|The Lapland gate connects one side of Lapland to another; as seen from Abisco, Sweden, north of the Arctic Circle. – Courtesy Jeff Chanton, FSU Department of Earth, Ocean and Atmospheric Science|
Florida State University oceanographer Jeff Chanton is part of an international team embarking on a new study of permafrost decomposition in arctic Sweden. What he and his fellow researchers discover there may be critical given the permafrost’s key role in climate change, and vice versa.
It is all part of an ominous feedback loop, Chanton says.
The warming climate is causing the Swedish permafrost to thaw and decompose and, as it does, the greenhouse gases carbon dioxide and methane are released into the atmosphere, creating a feedback loop of further warming temperatures and accelerating permafrost’s decomposition.
“There are 1,672 gigatons of carbon stored in the permafrost as soil and peat organic matter,” Chanton said. “To put that quantity in perspective, it is three times the amount of carbon found in our atmosphere, which contains 550 gigatons in the form of carbon dioxide. What will happen if all the permafrost thaws, releasing its gigantic store of carbon into the atmosphere?
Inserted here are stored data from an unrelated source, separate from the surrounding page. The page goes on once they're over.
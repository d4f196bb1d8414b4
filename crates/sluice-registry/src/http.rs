// SPDX-License-Identifier: PolyForm-Noncommercial-1.0.0
// Copyright (c) 2025 Sylvex. All rights reserved.

//! HTTP registry transport.
//!
//! ```text
//!  RegistrySync ──► HttpRegistryTransport ──► reqwest::Client ──► Registry
//!                         │
//!                         └──► ExchangeLog (append-only, verbose mode)
//! ```
//!
//! Reads send `Accept: application/json`; writes send
//! `Content-Type: application/json`. Basic auth is attached when a username
//! is configured. A `404` on `GET` reads as an absent record.

use std::fs::{File, OpenOptions};
use std::io::{BufWriter, Write};
use std::path::{Path, PathBuf};
use std::time::Duration;

use async_trait::async_trait;
use chrono::Utc;
use parking_lot::Mutex;
use reqwest::header::{ACCEPT, CONTENT_TYPE};
use reqwest::{Client, Method, RequestBuilder, StatusCode};
use serde_json::Value;
use sluice_config::RegistryConfig;
use sluice_core::format_timestamp;
use tracing::{debug, trace, warn};

use crate::error::{RegistryError, RegistryResult};
use crate::transport::RegistryTransport;

const APPLICATION_JSON: &str = "application/json";

// =============================================================================
// ExchangeLog
// =============================================================================

/// Append-only mirror of every request and response body.
#[derive(Debug)]
pub struct ExchangeLog {
    path: PathBuf,
    writer: Mutex<BufWriter<File>>,
}

impl ExchangeLog {
    /// Opens (or creates) the log in append mode.
    pub fn open(path: impl AsRef<Path>) -> RegistryResult<Self> {
        let path = path.as_ref().to_path_buf();
        let file = OpenOptions::new()
            .create(true)
            .append(true)
            .open(&path)
            .map_err(|source| RegistryError::Log {
                path: path.clone(),
                source,
            })?;

        Ok(Self {
            path,
            writer: Mutex::new(BufWriter::new(file)),
        })
    }

    /// Returns the log file path.
    pub fn path(&self) -> &Path {
        &self.path
    }

    /// Records an outbound request.
    pub fn outbound(&self, method: &str, path: &str, body: Option<&Value>) -> RegistryResult<()> {
        match body {
            Some(body) => self.write_line(&format!(">>> {} {} {}", method, path, body)),
            None => self.write_line(&format!(">>> {} {}", method, path)),
        }
    }

    /// Records an inbound response.
    pub fn inbound(&self, status: u16, path: &str, body: &str) -> RegistryResult<()> {
        if body.is_empty() {
            self.write_line(&format!("<<< {} {}", status, path))
        } else {
            self.write_line(&format!("<<< {} {} {}", status, path, body))
        }
    }

    /// Flushes buffered lines to disk.
    pub fn flush(&self) -> RegistryResult<()> {
        self.writer.lock().flush().map_err(|source| RegistryError::Log {
            path: self.path.clone(),
            source,
        })
    }

    fn write_line(&self, line: &str) -> RegistryResult<()> {
        let ts = format_timestamp(&Utc::now());
        writeln!(self.writer.lock(), "{} {}", ts, line).map_err(|source| RegistryError::Log {
            path: self.path.clone(),
            source,
        })
    }
}

// =============================================================================
// HttpRegistryTransport
// =============================================================================

/// Registry transport over HTTP.
#[derive(Debug)]
pub struct HttpRegistryTransport {
    client: Client,
    base_url: String,
    credentials: Option<(String, String)>,
    log: Option<ExchangeLog>,
}

impl HttpRegistryTransport {
    /// Creates a transport against `base_url` with client defaults.
    pub fn new(base_url: impl Into<String>) -> Self {
        Self {
            client: Client::new(),
            base_url: base_url.into().trim_end_matches('/').to_string(),
            credentials: None,
            log: None,
        }
    }

    /// Builds a transport from registry configuration.
    pub fn from_config(config: &RegistryConfig) -> RegistryResult<Self> {
        let mut builder = Client::builder();
        if config.timeout_ms > 0 {
            builder = builder.timeout(Duration::from_millis(config.timeout_ms));
        }
        let client = builder
            .build()
            .map_err(|e| RegistryError::Client(e.to_string()))?;

        let log = if config.verbose {
            Some(ExchangeLog::open(&config.log_path)?)
        } else {
            None
        };

        Ok(Self {
            client,
            base_url: config.url.trim_end_matches('/').to_string(),
            credentials: config
                .credentials()
                .map(|(user, pass)| (user.to_string(), pass.to_string())),
            log,
        })
    }

    /// Enables basic auth.
    pub fn with_basic_auth(mut self, username: impl Into<String>, password: impl Into<String>) -> Self {
        self.credentials = Some((username.into(), password.into()));
        self
    }

    /// Mirrors every exchange to `log`.
    pub fn with_exchange_log(mut self, log: ExchangeLog) -> Self {
        self.log = Some(log);
        self
    }

    /// Returns the base URL.
    pub fn base_url(&self) -> &str {
        &self.base_url
    }

    fn url(&self, path: &str) -> String {
        format!("{}{}", self.base_url, path)
    }

    fn request(&self, method: Method, path: &str) -> RequestBuilder {
        let builder = self.client.request(method, self.url(path));
        match &self.credentials {
            Some((user, pass)) => builder.basic_auth(user, Some(pass)),
            None => builder,
        }
    }

    async fn execute(
        &self,
        method: &'static str,
        path: &str,
        builder: RequestBuilder,
        body: Option<&Value>,
    ) -> RegistryResult<Value> {
        if let Some(log) = &self.log {
            if let Err(e) = log.outbound(method, path, body) {
                warn!(method, path, error = %e, "Exchange log write failed");
            }
        }
        trace!(method, path, "Registry request");

        let response = builder
            .send()
            .await
            .map_err(|e| RegistryError::request(method, path, e.to_string()))?;

        let status = response.status();
        let text = response
            .text()
            .await
            .map_err(|e| RegistryError::request(method, path, e.to_string()))?;

        if let Some(log) = &self.log {
            if let Err(e) = log.inbound(status.as_u16(), path, &text) {
                warn!(method, path, error = %e, "Exchange log write failed");
            }
        }
        debug!(method, path, status = status.as_u16(), "Registry response");

        if method == "GET" && status == StatusCode::NOT_FOUND {
            return Ok(Value::Null);
        }
        if !status.is_success() {
            return Err(RegistryError::status(method, path, status.as_u16()));
        }
        if text.trim().is_empty() {
            return Ok(Value::Null);
        }

        serde_json::from_str(&text).map_err(|e| RegistryError::decode(method, path, e.to_string()))
    }
}

#[async_trait]
impl RegistryTransport for HttpRegistryTransport {
    async fn get(&self, path: &str) -> RegistryResult<Value> {
        let builder = self.request(Method::GET, path).header(ACCEPT, APPLICATION_JSON);
        self.execute("GET", path, builder, None).await
    }

    async fn post(&self, path: &str, body: &Value) -> RegistryResult<Value> {
        let builder = self
            .request(Method::POST, path)
            .header(CONTENT_TYPE, APPLICATION_JSON)
            .json(body);
        self.execute("POST", path, builder, Some(body)).await
    }

    async fn put(&self, path: &str, body: &Value) -> RegistryResult<Value> {
        let builder = self
            .request(Method::PUT, path)
            .header(CONTENT_TYPE, APPLICATION_JSON)
            .json(body);
        self.execute("PUT", path, builder, Some(body)).await
    }

    async fn close(&self) -> RegistryResult<()> {
        match &self.log {
            Some(log) => log.flush(),
            None => Ok(()),
        }
    }

    fn name(&self) -> &str {
        &self.base_url
    }
}

// =============================================================================
// Tests
// =============================================================================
Will the respiration of that decomposing organic matter by bacteria produce not only carbon dioxide but also methane, a greenhouse gas 25 times more potent?
“We know that increasing carbon dioxide and methane in the atmosphere creates a positive feedback to global warming,” he said. “Our new study will shed vital additional light on how the thawing affects the atmosphere, which affects warming, and how the thawing of the permafrost affects the organic carbon stored there.”
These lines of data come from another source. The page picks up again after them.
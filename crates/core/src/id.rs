// SPDX-License-Identifier: BUSL-1.1
// Copyright (c) 2026 Alfred Jean LLC

//! ID generation abstractions

use std::sync::atomic::{AtomicU64, Ordering};
use std::sync::Arc;

/// Trait for truncating identifiers to a short prefix.
pub trait ShortId {
    /// Returns a string slice truncated to at most `n` characters.
    fn short(&self, n: usize) -> &str;
}

impl ShortId for str {
    fn short(&self, n: usize) -> &str {
        if self.len() <= n {
            self
        } else {
            &self[..n]
        }
    }
}

/// Define a newtype ID wrapper around `String`.
///
/// Generates `new()`, `as_str()`, `short()`, `Display`, `From<String>`, `From<&str>`,
/// `PartialEq<str>`, `PartialEq<&str>`, and `Borrow<str>` implementations.
///
/// ```ignore
/// define_id! {
///     /// Doc comment for the ID type.
///     pub struct MyId;
/// }
///
/// // With extra derives (e.g. Default):
/// define_id! {
///     #[derive(Default)]
///     pub struct MyDefaultId;
/// }
/// ```
#[macro_export]
macro_rules! define_id {
    (
        $(#[$meta:meta])*
        pub struct $name:ident;
    ) => {
        $(#[$meta])*
        #[derive(Debug, Clone, PartialEq, Eq, Hash, serde::Serialize, serde::Deserialize)]
        pub struct $name(pub String);

        impl $name {
            pub fn new(id: impl Into<String>) -> Self {
                Self(id.into())
            }

            pub fn as_str(&self) -> &str {
                &self.0
            }

            /// Returns a string slice truncated to at most `n` characters.
            pub fn short(&self, n: usize) -> &str {
                if self.0.len() <= n {
                    &self.0
                } else {
                    &self.0[..n]
                }
            }
        }

        impl std::fmt::Display for $name {
            fn fmt(&self, f: &mut std::fmt::Formatter<'_>) -> std::fmt::Result {
                write!(f, "{}", self.0)
            }
        }

        impl From<String> for $name {
            fn from(s: String) -> Self {
                Self(s)
            }
        }

        impl From<&str> for $name {
            fn from(s: &str) -> Self {
                Self(s.to_string())
            }
        }

        impl PartialEq<str> for $name {
            fn eq(&self, other: &str) -> bool {
                self.0 == other
            }
        }

        impl PartialEq<&str> for $name {
            fn eq(&self, other: &&str) -> bool {
                self.0 == *other
            }
        }

        impl std::borrow::Borrow<str> for $name {
            fn borrow(&self) -> &str {
                &self.0
            }
        }
    };
}

/// Generates unique identifiers
pub trait IdGen: Clone + Send + Sync {
    fn next(&self) -> String;
}

/// UUID-based ID generator for production use
#[derive(Clone, Default)]
pub struct UuidIdGen;

impl IdGen for UuidIdGen {
    fn next(&self) -> String {
        uuid::Uuid::new_v4().to_string()
    }
}

/// Sequential ID generator for testing
#[derive(Clone)]
pub struct SequentialIdGen {
    prefix: String,
    counter: Arc<AtomicU64>,
}

impl SequentialIdGen {
    pub fn new(prefix: impl Into<String>) -> Self {
        Self {
            prefix: prefix.into(),
            counter: Arc::new(AtomicU64::new(1)),
        }
    }
}

impl Default for SequentialIdGen {
    fn default() -> Self {
        Self::new("id")
    }
}

impl IdGen for SequentialIdGen {
    fn next(&self) -> String {
        let n = self.counter.fetch_add(1, Ordering::SeqCst);
        format!("{}-{}", self.prefix, n)
    }
}

/// Generates 6-character lowercase hex identifiers, the format mandated
/// for `AgentId` by the session-naming contract (`forge__{project}__{id}`).
#[derive(Clone, Default)]
pub struct HexIdGen;

impl IdGen for HexIdGen {
    fn next(&self) -> String {
        let n: u32 = rand::random::<u32>() & 0x00ff_ffff;
        format!("{:06x}", n)
    }
}

#[cfg(test)]
#[path = "id_tests.rs"]
mod tests;
// SPDX-License-Identifier: BUSL-1.1
// Copyright (c) 2026 Alfred Jean LLC

//! Tracing setup: a rotating file appender plus `RUST_LOG`-driven
//! filtering, matching the teacher's daemon logging discipline.

use std::path::Path;
use tracing_subscriber::{fmt, prelude::*, EnvFilter};

/// Cap on the log file before it's rotated out from under the daemon.
const MAX_LOG_SIZE: u64 = 10 * 1024 * 1024;
const MAX_ROTATED_LOGS: u32 = 3;

/// Shift `daemon.log.2 -> daemon.log.3`, ..., `daemon.log -> daemon.log.1`
/// when the current log has grown past `MAX_LOG_SIZE`. Best-effort: a
/// missing or unreadable log file is not an error, it just means nothing
/// to rotate yet.
pub fn rotate_log_if_needed(log_path: &Path) {
    let size = match std::fs::metadata(log_path) {
        Ok(m) => m.len(),
        Err(_) => return,
    };
    if size < MAX_LOG_SIZE {
        return;
    }

    let log_str = log_path.display().to_string();
    for i in (1..MAX_ROTATED_LOGS).rev() {
        let from = format!("{log_str}.{i}");
        let to = format!("{log_str}.{}", i + 1);
        let _ = std::fs::rename(&from, &to);
    }
    let _ = std::fs::rename(log_path, format!("{log_str}.1"));
}

/// Install the global tracing subscriber, writing to `log_path` through a
/// non-blocking appender. The returned guard must be held for the
/// process's lifetime — dropping it stops the background flush thread.
pub fn init(log_path: &Path) -> std::io::Result<tracing_appender::non_blocking::WorkerGuard> {
    if let Some(parent) = log_path.parent() {
        std::fs::create_dir_all(parent)?;
    }

    let dir = log_path.parent().unwrap_or_else(|| Path::new("."));
    let file_name = log_path.file_name().unwrap_or_else(|| std::ffi::OsStr::new("daemon.log"));
    let file_appender = tracing_appender::rolling::never(dir, file_name);
    let (non_blocking, guard) = tracing_appender::non_blocking(file_appender);

    let filter = EnvFilter::try_from_default_env().unwrap_or_else(|_| EnvFilter::new("info"));
    tracing_subscriber::registry()
        .with(filter)
        .with(fmt::layer().with_writer(non_blocking))
        .init();

    Ok(guard)
}

#[cfg(test)]
#[path = "logging_tests.rs"]
mod tests;
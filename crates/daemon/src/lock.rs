// SPDX-License-Identifier: BUSL-1.1
// Copyright (c) 2026 Alfred Jean LLC

//! Single-instance lock file, per the teacher's daemon startup discipline:
//! acquire an exclusive `flock` on a PID file before touching anything
//! else, so two daemons never race over the same state directory.

use crate::error::DaemonError;
use fs2::FileExt;
use std::fs::File;
use std::io::Write;
use std::path::{Path, PathBuf};

/// Holds the open, locked file for the process's lifetime. Dropping it
/// releases the lock.
pub struct InstanceLock {
    _file: File,
    path: PathBuf,
}

impl InstanceLock {
    /// Acquire the exclusive lock at `path`, writing this process's PID
    /// into it. Fails with `AlreadyRunning` if another process holds it.
    pub fn acquire(path: &Path) -> Result<Self, DaemonError> {
        if let Some(parent) = path.parent() {
            std::fs::create_dir_all(parent)?;
        }

        let file = std::fs::OpenOptions::new()
            .write(true)
            .create(true)
            .truncate(false)
            .open(path)?;

        file.try_lock_exclusive()
            .map_err(|_| DaemonError::AlreadyRunning(path.to_path_buf()))?;

        let mut file = file;
        file.set_len(0)?;
        writeln!(file, "{}", std::process::id())?;

        Ok(Self {
            _file: file,
            path: path.to_path_buf(),
        })
    }

    pub fn path(&self) -> &Path {
        &self.path
    }
}

#[cfg(test)]
#[path = "lock_tests.rs"]
mod tests;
A three-year, $2.8 million grant from the U.S. Department of Energy will fund the collaborative investigation, to be undertaken by researchers from five universities on three continents. University of Arizona scientists are leading the team, which includes Florida State’s Chanton and research colleagues at the universities of New Hampshire, Stockholm (Sweden), and Queensland (Australia).
Chanton will receive a $300,000 share of the DOE grant. He also has a part of a larger share of the award that will be used to purchase lasers and other field instruments for the entire team.
The study will periodically find Chanton north of the Arctic Circle, where he kicked off his research in August near Abisco, Sweden, amid the mosquitoes and black flies typical of the arctic summer there. While this is his first foray into Sweden’s remote arctic realms, Chanton is no stranger to permafrost research. His previous studies focused on Alaska and Siberia.